9. Qual a diferença entre monitoramento e avaliação?
Os processos de avaliação trazem uma perspectiva de um juízo de valor; quando falamos de avaliação, falamos no estabelecimento de um juízo de valor, de atribuir um julgamento se está adequado, se não está adequado. O monitoramento em si, é o acompanhamento, é a disponibilização do dado, da informação, do retrato das práticas. A avaliação vai ser a análise, o julgamento que vamos fazer, sempre comparando com um padrão de referência (que pode ser a gente mesmo ou um conjunto de unidades). Então, quando a gente está comparando, estamos fazendo uma análise, um juízo, um julgamento, tentando ver se estamos num padrão compatível com o que a literatura aponta, se estamos diferentes para mais ou para menos. Então, a avaliação é o uso que a gente faz a partir do monitoramento e é tarefa nossa.

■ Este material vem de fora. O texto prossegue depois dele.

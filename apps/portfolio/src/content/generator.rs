use async_trait::async_trait;
use serde_json::Value;

use crate::llm_client::{LlmClient, LlmError};

/// Raw text returned by a structured-generation call.
#[derive(Debug, Clone)]
pub struct GeneratedText {
    pub text: String,
}

/// Remote content generator. Implement this to swap the backend without
/// touching the resolver.
///
/// Carried in `AppState` as `Arc<dyn ContentGenerator>`.
#[async_trait]
pub trait ContentGenerator: Send + Sync {
    async fn generate(
        &self,
        model: &str,
        prompt: &str,
        schema: &Value,
        mime_type: &str,
    ) -> Result<GeneratedText, LlmError>;
}

#[async_trait]
impl ContentGenerator for LlmClient {
    async fn generate(
        &self,
        model: &str,
        prompt: &str,
        schema: &Value,
        mime_type: &str,
    ) -> Result<GeneratedText, LlmError> {
        let response = self.call(model, prompt, schema, mime_type).await?;
        let text = response.text().ok_or(LlmError::EmptyContent)?;
        Ok(GeneratedText { text })
    }
}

No exemplo clínico, a gente tem o bebê que tem determinados parâmetros de padrão respiratório e eu faço ajustes no meu processo de ventilação, avaliando depois. Vou verificar, monitorar o bebê e fazer um julgamento em relação a isso; se esse meu processo de cuidado está sendo efetivo, está beneficiando, eu vou avaliando a partir dos dados que monitorei. Por exemplo, a taxa de hipotermia durante o primeiro semestre de 2019, na minha unidade neonatal, na admissão, foi menos do que 5%. Então, provavelmente, tive só as situações de hipotermia na admissão que eram inevitáveis ou impossíveis de serem controladas pelo perfil do bebê. Agora, se eu tive 50% de bebês, que na admissão, estavam definidos como hipotérmicos, aí o monitoramento me mostrou isso e a minha avaliação indica que eu tenho oportunidade de melhoria. Então, monitorar é algo que traz o dado, mas monitorar por monitorar não faz sentido.